Die Bedeutung einer solchen ‚starken Vermutung‘ ist im Rahmen der richterlichen Überzeugungsbildung gemäß § 108 Abs. 1 VwGO zu gewichten und in die Beurteilung einzustellen.

Relevante Normen
§ 132 Abs. 2 Nr. 1 VwGO§ Art. 9 Abs. 2 Buchst. e der Richtlinie 2011/95/EU§ Art. 10 der Richtlinie 2011/95/EU§ 3a Abs. 2 Nr. 5 AsylG§ 3a Abs. 3 i.V.m. § 3b AsylG§ 108 Abs. 1 VwGO

Vorinstanzen

vorgehend Oberverwaltungsgericht Berlin-Brandenburg, 5. Mai 2021, Az: OVG 3 B 43.18, Urteil

vorgehend VG Berlin, 21. August 2017, Az: 19 K 174.17 A

Tenor

Die Entscheidung des Oberverwaltungsgerichts Berlin-Brandenburg über die Nichtzulassung der Revision gegen sein Urteil vom 5. Mai 2021 wird aufgehoben.

Die Revision wird zugelassen.

Die Entscheidung über die Kosten des Beschwerdeverfahrens folgt der Kostenentscheidung in der Hauptsache.

Gründe

1

Die Beschwerde der Beklagten ist zulässig und begründet.

2

Die Revision ist wegen grundsätzlicher Bedeutung der Rechtssache gemäß § 132 Abs. 2 Nr. 1 VwGO zuzulassen.
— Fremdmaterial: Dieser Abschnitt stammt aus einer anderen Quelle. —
//! `MessageCodec` adapter over hickory-proto: RFC 1035 framing, name
//! compression and EDNS OPT handling all live behind this boundary.

use ferrous_resolver_application::ports::MessageCodec;
use ferrous_resolver_domain::{
    DnsRequest, DnsResponse, DomainName, EdnsInfo, Question, RecordClass, RecordData, RecordType,
    ResolveError, ResourceRecord, ResponseCode, ServerEndpoint,
};
use hickory_proto::error::ProtoError;
use hickory_proto::op::{Edns, Message, MessageType, OpCode, Query};
use hickory_proto::rr::{DNSClass, Name, RData, Record, RecordType as ProtoRecordType};
use hickory_proto::serialize::binary::{BinEncodable, BinEncoder};
use std::str::FromStr;

pub struct HickoryCodec;

impl MessageCodec for HickoryCodec {
    fn encode(&self, request: &DnsRequest) -> Result<Vec<u8>, ResolveError> {
        let name = Name::from_str(&request.question.name.to_string()).map_err(|e| {
            ResolveError::InvalidName(format!("{}: {}", request.question.name, e))
        })?;

        let mut query = Query::new();
        query.set_name(name);
        query.set_query_type(ProtoRecordType::from(request.question.record_type.to_u16()));
        query.set_query_class(to_proto_class(request.question.class));

        let mut message = Message::new();
        message.set_id(request.id);
        message.set_message_type(MessageType::Query);
        message.set_op_code(OpCode::Query);
        message.set_recursion_desired(request.recursion_desired);
        message.add_query(query);

        if let Some(edns) = &request.edns {
            let mut opt = Edns::new();
            opt.set_max_payload(edns.udp_payload_size);
            opt.set_version(0);
            opt.set_dnssec_ok(edns.dnssec_ok);
            message.set_edns(opt);
        }

        let mut buf = Vec::with_capacity(512);
        let mut encoder = BinEncoder::new(&mut buf);
        message
            .emit(&mut encoder)
            .map_err(|e| ResolveError::Encode(e.to_string()))?;
        Ok(buf)
    }

    fn decode(&self, bytes: &[u8], origin: ServerEndpoint) -> Result<DnsResponse, ResolveError> {
        let message = Message::from_vec(bytes).map_err(|e| ResolveError::Malformed {
            data_length: bytes.len(),
            overrun: is_overrun(&e),
        })?;

        let malformed = |_| ResolveError::Malformed {
            data_length: bytes.len(),
            overrun: false,
        };

        let mut questions = Vec::with_capacity(message.queries().len());
        for query in message.queries() {
            questions.push(Question::with_class(
                decode_name(query.name()).map_err(malformed)?,
                RecordType::from_u16(u16::from(query.query_type())),
                RecordClass::from_u16(u16::from(query.query_class())),
            ));
        }

        let edns = message.extensions().as_ref().map(|opt| EdnsInfo {
            udp_payload_size: opt.max_payload(),
            extended_rcode: opt.rcode_high(),
            version: opt.version(),
            dnssec_ok: opt.dnssec_ok(),
        });

        Ok(DnsResponse {
            id: message.id(),
            rcode: decode_rcode(&message),
            truncated: message.truncated(),
            authoritative: message.authoritative(),
            recursion_available: message.recursion_available(),
            questions,
            answers: decode_section(message.answers(), bytes.len())?,
            authorities: decode_section(message.name_servers(), bytes.len())?,
            additionals: decode_section(message.additionals(), bytes.len())?,
            edns,
            raw_len: bytes.len(),
            origin,
        })
    }
}

fn decode_section(
    records: &[Record],
    data_length: usize,
) -> Result<Vec<ResourceRecord>, ResolveError> {
    records
        .iter()
        .map(|record| decode_record(record, data_length))
        .collect()
}

fn decode_record(record: &Record, data_length: usize) -> Result<ResourceRecord, ResolveError> {
    let malformed = |_| ResolveError::Malformed {
        data_length,
        overrun: false,
    };
    let name = decode_name(record.name()).map_err(malformed)?;
    let record_type = RecordType::from_u16(u16::from(record.record_type()));
    let class = RecordClass::from_u16(u16::from(record.dns_class()));
    let data = match record.data() {
        Some(RData::A(a)) => RecordData::A(a.0),
        Some(RData::AAAA(aaaa)) => RecordData::AAAA(aaaa.0),
        Some(RData::CNAME(cname)) => RecordData::CNAME(decode_name(cname).map_err(malformed)?),
        Some(RData::NS(ns)) => RecordData::NS(decode_name(ns).map_err(malformed)?),
        Some(RData::PTR(ptr)) => RecordData::PTR(decode_name(ptr).map_err(malformed)?),
        Some(RData::MX(mx)) => RecordData::MX {
            preference: mx.preference(),
            exchange: decode_name(mx.exchange()).map_err(malformed)?,
        },
        Some(RData::TXT(txt)) => RecordData::TXT(
            txt.txt_data()
                .iter()
                .map(|part| String::from_utf8_lossy(part).into_owned())
                .collect(),
        ),
        Some(RData::SOA(soa)) => RecordData::SOA {
            mname: decode_name(soa.mname()).map_err(malformed)?,
            rname: decode_name(soa.rname()).map_err(malformed)?,
            serial: soa.serial(),
            refresh: soa.refresh(),
            retry: soa.retry(),
            expire: soa.expire(),
            minimum: soa.minimum(),
        },
        Some(RData::SRV(srv)) => RecordData::SRV {
            priority: srv.priority(),
            weight: srv.weight(),
            port: srv.port(),
            target: decode_name(srv.target()).map_err(malformed)?,
        },
        Some(other) => RecordData::Other {
            code: record_type.to_u16(),
            data: other.to_bytes().unwrap_or_default(),
        },
        None => RecordData::Other {
            code: record_type.to_u16(),
            data: Vec::new(),
        },
    };

    Ok(ResourceRecord {
        name,
        record_type,
        class,
        ttl: record.ttl(),
        data,
    })
}

fn decode_name(name: &Name) -> Result<DomainName, ferrous_resolver_domain::NameError> {
    if name.is_root() {
        return Ok(DomainName::root());
    }
    DomainName::from_labels(name.iter())
}

fn decode_rcode(message: &Message) -> ResponseCode {
    use hickory_proto::op::ResponseCode as ProtoRcode;
    match message.response_code() {
        ProtoRcode::NoError => ResponseCode::NoError,
        ProtoRcode::FormErr => ResponseCode::FormErr,
        ProtoRcode::ServFail => ResponseCode::ServFail,
        ProtoRcode::NXDomain => ResponseCode::NxDomain,
        ProtoRcode::NotImp => ResponseCode::NotImp,
        ProtoRcode::Refused => ResponseCode::Refused,
        ProtoRcode::YXDomain => ResponseCode::YxDomain,
        ProtoRcode::YXRRSet => ResponseCode::YxRrSet,
        ProtoRcode::NXRRSet => ResponseCode::NxRrSet,
        ProtoRcode::NotAuth => ResponseCode::NotAuth,
        ProtoRcode::NotZone => ResponseCode::NotZone,
        ProtoRcode::BADVERS => ResponseCode::BadVers,
        other => ResponseCode::from_u16(u16::from(other)),
    }
}

fn to_proto_class(class: RecordClass) -> DNSClass {
    match class {
        RecordClass::IN => DNSClass::IN,
        RecordClass::CH => DNSClass::CH,
        RecordClass::HS => DNSClass::HS,
        RecordClass::NONE => DNSClass::NONE,
        RecordClass::ANY => DNSClass::ANY,
        // Unassigned classes cannot be expressed; queries use IN anyway.
        RecordClass::Unknown(_) => DNSClass::IN,
    }
}

/// Whether a decode failure looks like the parser running past the end of
/// the available data, which on UDP points at a datagram cut off in
/// transit rather than garbage.
fn is_overrun(error: &ProtoError) -> bool {
    let text = error.to_string().to_lowercase();
    text.contains("unexpected end")
        || text.contains("insufficient")
        || text.contains("not enough")
        || text.contains("buffer")
        || text.contains("overflow")
}
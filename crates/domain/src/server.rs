use serde::{Deserialize, Serialize};
use std::fmt;
use std::net::{IpAddr, SocketAddr};
use std::str::FromStr;
use std::sync::atomic::{AtomicU32, Ordering};

/// A name server address. Conversions are explicit; validity is a method
/// rather than a parse-time failure so rosters can filter rather than abort.
#[derive(Debug, Clone, Copy, PartialEq, Eq, Hash, Serialize, Deserialize)]
#[serde(transparent)]
pub struct ServerEndpoint(SocketAddr);

impl ServerEndpoint {
    pub const DNS_PORT: u16 = 53;

    pub fn new(addr: SocketAddr) -> Self {
        Self(addr)
    }

    pub fn from_ip(ip: IpAddr) -> Self {
        Self(SocketAddr::new(ip, Self::DNS_PORT))
    }

    pub fn address(&self) -> SocketAddr {
        self.0
    }

    pub fn ip(&self) -> IpAddr {
        self.0.ip()
    }

    pub fn port(&self) -> u16 {
        self.0.port()
    }

    /// A server is dispatchable iff its address is a real destination:
    /// not the any-address and not port zero.
    pub fn is_valid(&self) -> bool {
        !self.0.ip().is_unspecified() && self.0.port() != 0
    }
}

impl From<SocketAddr> for ServerEndpoint {
    fn from(addr: SocketAddr) -> Self {
        Self::new(addr)
    }
}

impl From<IpAddr> for ServerEndpoint {
    fn from(ip: IpAddr) -> Self {
        Self::from_ip(ip)
    }
}

impl FromStr for ServerEndpoint {
    type Err = String;

    /// Accepts `ip:port`, `[v6]:port`, or a bare IP (port defaults to 53).
    fn from_str(s: &str) -> Result<Self, Self::Err> {
        if let Ok(addr) = s.parse::<SocketAddr>() {
            return Ok(Self::new(addr));
        }
        s.parse::<IpAddr>()
            .map(Self::from_ip)
            .map_err(|e| format!("invalid name server endpoint '{}': {}", s, e))
    }
}

impl fmt::Display for ServerEndpoint {
    fn fmt(&self, f: &mut fmt::Formatter<'_>) -> fmt::Result {
        write!(f, "{}", self.0)
    }
}

/// A roster entry: the endpoint plus what the server last advertised about
/// itself. The EDNS payload size is updated from response OPT records and
/// read when sizing UDP receive buffers.
#[derive(Debug)]
pub struct NameServer {
    endpoint: ServerEndpoint,
    advertised_udp_payload: AtomicU32,
}

impl NameServer {
    pub fn new(endpoint: ServerEndpoint) -> Self {
        Self {
            endpoint,
            advertised_udp_payload: AtomicU32::new(0),
        }
    }

    pub fn endpoint(&self) -> ServerEndpoint {
        self.endpoint
    }

    /// The EDNS UDP payload size this server advertised, if any response
    /// carried an OPT record yet.
    pub fn advertised_udp_payload(&self) -> Option<u16> {
        match self.advertised_udp_payload.load(Ordering::Relaxed) {
            0 => None,
            size => Some(size as u16),
        }
    }

    pub fn note_udp_payload(&self, size: u16) {
        self.advertised_udp_payload
            .store(u32::from(size), Ordering::Relaxed);
    }
}

impl From<ServerEndpoint> for NameServer {
    fn from(endpoint: ServerEndpoint) -> Self {
        Self::new(endpoint)
    }
}

impl PartialEq for NameServer {
    fn eq(&self, other: &Self) -> bool {
        self.endpoint == other.endpoint
    }
}

impl Eq for NameServer {}

impl fmt::Display for NameServer {
    fn fmt(&self, f: &mut fmt::Formatter<'_>) -> fmt::Result {
        write!(f, "{}", self.endpoint)
    }
}
//! Wire-level response builders for exercising the pipeline against the
//! real codec. Responses are built with id 0; the scripted transport
//! patches the id to echo the request, like a real server would.

use ferrous_resolver_domain::{
    NameServer, QuerySettings, Question, RecordType as DomainRecordType, ResolverOptions,
};
use hickory_proto::op::{Message, MessageType, OpCode, Query, ResponseCode};
use hickory_proto::rr::{rdata, Name, RData, Record, RecordType};
use std::net::Ipv4Addr;
use std::str::FromStr;
use std::sync::Arc;

pub fn question(name: &str) -> Question {
    Question::new(name.parse().unwrap(), DomainRecordType::A)
}

pub fn question_of(name: &str, record_type: DomainRecordType) -> Question {
    Question::new(name.parse().unwrap(), record_type)
}

pub fn settings_with(adjust: impl FnOnce(&mut ResolverOptions)) -> QuerySettings {
    let mut options = ResolverOptions::default();
    adjust(&mut options);
    options.effective(None)
}

/// `n` loopback servers on distinct ports, in deterministic order.
pub fn servers(n: usize) -> Vec<Arc<NameServer>> {
    (0..n)
        .map(|i| {
            Arc::new(NameServer::new(
                format!("127.0.0.1:{}", 5300 + i).parse().unwrap(),
            ))
        })
        .collect()
}

pub fn a_record(name: &str, ttl: u32, ip: Ipv4Addr) -> Record {
    Record::from_rdata(Name::from_str(name).unwrap(), ttl, RData::A(rdata::A(ip)))
}

pub fn cname_record(name: &str, ttl: u32, target: &str) -> Record {
    Record::from_rdata(
        Name::from_str(name).unwrap(),
        ttl,
        RData::CNAME(rdata::CNAME(Name::from_str(target).unwrap())),
    )
}

pub fn ns_record(name: &str, ttl: u32, target: &str) -> Record {
    Record::from_rdata(
        Name::from_str(name).unwrap(),
        ttl,
        RData::NS(rdata::NS(Name::from_str(target).unwrap())),
    )
}

/// A response message for `name`, with id 0 to be patched by the mock.
pub fn response(
    name: &str,
    rcode: ResponseCode,
    truncated: bool,
    answers: Vec<Record>,
) -> Vec<u8> {
    response_message(name, RecordType::A, rcode, truncated, answers, Vec::new())
}

pub fn response_message(
    name: &str,
    query_type: RecordType,
    rcode: ResponseCode,
    truncated: bool,
    answers: Vec<Record>,
    authorities: Vec<Record>,
) -> Vec<u8> {
    let mut message = Message::new();
    message.set_id(0);
    message.set_message_type(MessageType::Response);
    message.set_op_code(OpCode::Query);
    message.set_recursion_desired(true);
    message.set_recursion_available(true);
    message.set_response_code(rcode);
    message.set_truncated(truncated);

    let mut query = Query::new();
    query.set_name(Name::from_str(name).unwrap());
    query.set_query_type(query_type);
    message.add_query(query);

    for record in answers {
        message.add_answer(record);
    }
    for record in authorities {
        message.add_name_server(record);
    }
    message.to_vec().unwrap()
}

pub fn a_response(name: &str, ttl: u32, ip: Ipv4Addr) -> Vec<u8> {
    response(
        name,
        ResponseCode::NoError,
        false,
        vec![a_record(name, ttl, ip)],
    )
}

pub fn empty_response(name: &str) -> Vec<u8> {
    response(name, ResponseCode::NoError, false, Vec::new())
}

pub fn truncated_response(name: &str) -> Vec<u8> {
    response(name, ResponseCode::NoError, true, Vec::new())
}

pub fn rcode_response(name: &str, rcode: ResponseCode) -> Vec<u8> {
    response(name, rcode, false, Vec::new())
}

pub const EXAMPLE_IP: Ipv4Addr = Ipv4Addr::new(93, 184, 216, 34);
Sie kann dem Senat insgesamt Gelegenheit zur Klärung der Frage geben, welche Anforderungen an die Annahme einer "starken Vermutung" (EuGH, Urteil vom 19. November 2020 - C-238/19 [ECLI:EU:C:2020:945] - Rn. 57) für eine Verknüpfung zwischen der Verweigerung des Militärdienstes unter den in Art. 9 Abs. 2 Buchst. e der Richtlinie 2011/95/EU (§ 3a Abs. 2 Nr. 5 AsylG) genannten Voraussetzungen mit einem der in Art. 10 der Richtlinie 2011/95/EU (§ 3a Abs. 3 i.V.m. § 3b AsylG) genannten Verfolgungsgründe - sowie deren Widerlegung - zu stellen sind und welche Bedeutung einer solchen "starken Vermutung" im Rahmen der richterlichen Überzeugungsbildung (§ 108 Abs. 1 VwGO) zukommt.